** Opening Material for the task block **

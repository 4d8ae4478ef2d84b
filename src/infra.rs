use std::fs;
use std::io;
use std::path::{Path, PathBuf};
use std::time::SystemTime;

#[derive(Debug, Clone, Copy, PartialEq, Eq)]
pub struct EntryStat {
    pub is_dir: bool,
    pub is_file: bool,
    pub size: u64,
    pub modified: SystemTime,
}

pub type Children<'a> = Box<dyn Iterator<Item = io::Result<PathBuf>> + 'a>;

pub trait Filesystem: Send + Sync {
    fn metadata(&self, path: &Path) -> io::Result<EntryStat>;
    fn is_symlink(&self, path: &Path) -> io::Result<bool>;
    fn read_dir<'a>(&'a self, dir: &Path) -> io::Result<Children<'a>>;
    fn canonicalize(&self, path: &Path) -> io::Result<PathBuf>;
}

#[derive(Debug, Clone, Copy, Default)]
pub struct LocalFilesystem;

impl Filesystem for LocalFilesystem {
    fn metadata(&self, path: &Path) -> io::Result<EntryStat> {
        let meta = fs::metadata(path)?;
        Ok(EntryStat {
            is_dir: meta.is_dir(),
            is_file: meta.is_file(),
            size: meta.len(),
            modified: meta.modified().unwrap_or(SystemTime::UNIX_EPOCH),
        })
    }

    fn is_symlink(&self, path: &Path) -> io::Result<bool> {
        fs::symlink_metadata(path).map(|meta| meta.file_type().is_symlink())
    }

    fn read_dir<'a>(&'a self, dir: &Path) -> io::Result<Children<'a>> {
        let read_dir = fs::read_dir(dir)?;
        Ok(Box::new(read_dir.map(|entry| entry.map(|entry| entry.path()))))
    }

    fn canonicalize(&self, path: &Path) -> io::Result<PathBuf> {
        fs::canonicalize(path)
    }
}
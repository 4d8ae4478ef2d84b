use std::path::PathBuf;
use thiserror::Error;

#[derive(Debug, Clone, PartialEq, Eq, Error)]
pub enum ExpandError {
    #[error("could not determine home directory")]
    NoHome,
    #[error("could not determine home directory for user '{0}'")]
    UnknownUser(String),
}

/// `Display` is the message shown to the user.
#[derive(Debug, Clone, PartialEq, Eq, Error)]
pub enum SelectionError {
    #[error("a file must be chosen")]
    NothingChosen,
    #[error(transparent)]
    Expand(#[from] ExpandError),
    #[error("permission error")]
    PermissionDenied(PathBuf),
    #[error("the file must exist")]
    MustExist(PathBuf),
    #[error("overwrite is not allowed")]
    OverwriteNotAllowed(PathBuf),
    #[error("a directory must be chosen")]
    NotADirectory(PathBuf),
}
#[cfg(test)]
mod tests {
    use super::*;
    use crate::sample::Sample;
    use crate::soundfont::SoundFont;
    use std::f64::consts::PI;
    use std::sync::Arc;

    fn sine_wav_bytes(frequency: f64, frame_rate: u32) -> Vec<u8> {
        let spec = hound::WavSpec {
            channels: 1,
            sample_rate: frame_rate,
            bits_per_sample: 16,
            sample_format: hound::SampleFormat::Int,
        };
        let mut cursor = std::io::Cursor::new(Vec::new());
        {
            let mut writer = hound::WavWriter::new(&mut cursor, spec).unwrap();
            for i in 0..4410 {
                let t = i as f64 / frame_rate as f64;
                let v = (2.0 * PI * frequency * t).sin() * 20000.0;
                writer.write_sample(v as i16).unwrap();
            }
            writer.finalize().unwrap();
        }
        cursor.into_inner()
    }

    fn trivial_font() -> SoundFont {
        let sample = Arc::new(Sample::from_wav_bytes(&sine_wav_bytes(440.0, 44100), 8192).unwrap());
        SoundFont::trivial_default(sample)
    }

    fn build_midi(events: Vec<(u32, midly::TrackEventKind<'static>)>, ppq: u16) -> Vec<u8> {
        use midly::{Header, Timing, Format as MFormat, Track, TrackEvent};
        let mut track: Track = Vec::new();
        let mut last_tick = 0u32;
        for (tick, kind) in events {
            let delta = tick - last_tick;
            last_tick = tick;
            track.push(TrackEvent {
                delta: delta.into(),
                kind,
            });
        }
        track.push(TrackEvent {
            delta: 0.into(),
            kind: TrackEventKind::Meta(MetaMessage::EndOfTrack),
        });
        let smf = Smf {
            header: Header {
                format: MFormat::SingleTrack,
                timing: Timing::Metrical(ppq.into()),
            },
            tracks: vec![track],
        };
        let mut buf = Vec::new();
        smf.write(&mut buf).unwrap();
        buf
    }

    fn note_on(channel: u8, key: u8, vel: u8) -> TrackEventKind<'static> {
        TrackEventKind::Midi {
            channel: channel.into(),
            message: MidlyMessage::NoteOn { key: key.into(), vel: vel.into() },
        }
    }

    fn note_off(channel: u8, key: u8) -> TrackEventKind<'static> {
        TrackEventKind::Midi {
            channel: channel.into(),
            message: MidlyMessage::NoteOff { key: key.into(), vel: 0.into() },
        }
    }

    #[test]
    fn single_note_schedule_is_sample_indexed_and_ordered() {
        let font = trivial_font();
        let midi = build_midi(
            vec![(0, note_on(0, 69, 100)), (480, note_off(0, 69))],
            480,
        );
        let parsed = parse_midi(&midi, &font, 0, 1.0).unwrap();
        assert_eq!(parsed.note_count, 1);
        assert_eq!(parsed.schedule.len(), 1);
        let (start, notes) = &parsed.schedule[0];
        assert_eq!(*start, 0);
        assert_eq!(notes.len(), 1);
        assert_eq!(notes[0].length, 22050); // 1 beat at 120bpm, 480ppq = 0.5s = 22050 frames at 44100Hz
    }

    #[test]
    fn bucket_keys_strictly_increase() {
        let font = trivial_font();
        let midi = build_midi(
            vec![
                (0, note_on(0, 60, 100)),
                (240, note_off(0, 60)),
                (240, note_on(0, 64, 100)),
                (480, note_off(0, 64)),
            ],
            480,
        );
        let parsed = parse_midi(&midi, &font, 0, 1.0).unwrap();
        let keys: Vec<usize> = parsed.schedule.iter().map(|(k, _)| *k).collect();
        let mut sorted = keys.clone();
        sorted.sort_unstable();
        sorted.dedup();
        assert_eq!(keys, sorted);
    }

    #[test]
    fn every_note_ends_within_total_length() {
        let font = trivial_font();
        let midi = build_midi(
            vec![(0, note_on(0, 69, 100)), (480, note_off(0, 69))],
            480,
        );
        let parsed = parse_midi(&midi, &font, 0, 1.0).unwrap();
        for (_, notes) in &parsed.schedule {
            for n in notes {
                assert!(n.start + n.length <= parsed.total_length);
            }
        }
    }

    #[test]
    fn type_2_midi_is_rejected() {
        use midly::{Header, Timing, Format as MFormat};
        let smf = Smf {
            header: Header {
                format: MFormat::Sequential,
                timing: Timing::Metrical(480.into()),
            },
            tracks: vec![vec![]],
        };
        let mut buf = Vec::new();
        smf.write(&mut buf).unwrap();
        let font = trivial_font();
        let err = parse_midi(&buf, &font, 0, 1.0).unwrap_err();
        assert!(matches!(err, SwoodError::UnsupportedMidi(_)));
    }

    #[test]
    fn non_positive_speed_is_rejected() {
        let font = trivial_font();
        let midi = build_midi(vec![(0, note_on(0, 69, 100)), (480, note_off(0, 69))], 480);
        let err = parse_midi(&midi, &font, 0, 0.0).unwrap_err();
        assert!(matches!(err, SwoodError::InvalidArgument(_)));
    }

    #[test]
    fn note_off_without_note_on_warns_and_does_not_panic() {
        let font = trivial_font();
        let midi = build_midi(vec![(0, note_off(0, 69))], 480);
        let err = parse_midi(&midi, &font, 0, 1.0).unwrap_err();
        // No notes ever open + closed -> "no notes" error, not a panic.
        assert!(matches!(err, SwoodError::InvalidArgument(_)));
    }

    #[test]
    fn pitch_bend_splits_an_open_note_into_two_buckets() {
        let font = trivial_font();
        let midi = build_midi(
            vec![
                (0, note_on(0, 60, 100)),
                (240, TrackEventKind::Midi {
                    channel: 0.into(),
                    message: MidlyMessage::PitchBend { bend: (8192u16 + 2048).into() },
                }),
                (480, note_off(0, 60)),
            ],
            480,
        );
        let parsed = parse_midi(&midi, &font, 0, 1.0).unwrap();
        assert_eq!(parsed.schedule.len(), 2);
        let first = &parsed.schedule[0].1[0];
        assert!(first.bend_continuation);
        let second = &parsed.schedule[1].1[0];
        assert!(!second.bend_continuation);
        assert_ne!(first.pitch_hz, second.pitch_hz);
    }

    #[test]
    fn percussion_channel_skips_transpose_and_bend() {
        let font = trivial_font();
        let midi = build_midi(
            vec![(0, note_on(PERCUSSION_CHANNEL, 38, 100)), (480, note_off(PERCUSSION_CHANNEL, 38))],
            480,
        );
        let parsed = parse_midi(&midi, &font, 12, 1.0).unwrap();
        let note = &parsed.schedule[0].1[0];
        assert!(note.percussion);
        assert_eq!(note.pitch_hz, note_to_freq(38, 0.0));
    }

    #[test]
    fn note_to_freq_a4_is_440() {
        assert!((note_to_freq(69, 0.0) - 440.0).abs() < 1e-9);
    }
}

** Closing Material for the task block **

Work required: The first line of the data, the line with "let read_dir = fs::read_dir(dir)?;", and all lines in between are to be copied exactly. Leave out everything else.

Written answer:
repository 4d8ae4478ef2d84b
filename src/infra.rs
use std::fs;
use std::io;
use std::path::{Path, PathBuf};
use std::time::SystemTime;

#[derive(Debug, Clone, Copy, PartialEq, Eq)]
pub struct EntryStat {
    pub is_dir: bool,
    pub is_file: bool,
    pub size: u64,
    pub modified: SystemTime,
}

pub type Children<'a> = Box<dyn Iterator<Item = io::Result<PathBuf>> + 'a>;

pub trait Filesystem: Send + Sync {
    fn metadata(&self, path: &Path) -> io::Result<EntryStat>;
    fn is_symlink(&self, path: &Path) -> io::Result<bool>;
    fn read_dir<'a>(&'a self, dir: &Path) -> io::Result<Children<'a>>;
    fn canonicalize(&self, path: &Path) -> io::Result<PathBuf>;
}

#[derive(Debug, Clone, Copy, Default)]
pub struct LocalFilesystem;

impl Filesystem for LocalFilesystem {
    fn metadata(&self, path: &Path) -> io::Result<EntryStat> {
        let meta = fs::metadata(path)?;
        Ok(EntryStat {
            is_dir: meta.is_dir(),
            is_file: meta.is_file(),
            size: meta.len(),
            modified: meta.modified().unwrap_or(SystemTime::UNIX_EPOCH),
        })
    }

    fn is_symlink(&self, path: &Path) -> io::Result<bool> {
        fs::symlink_metadata(path).map(|meta| meta.file_type().is_symlink())
    }

    fn read_dir<'a>(&'a self, dir: &Path) -> io::Result<Children<'a>> {
        let read_dir = fs::read_dir(dir)?;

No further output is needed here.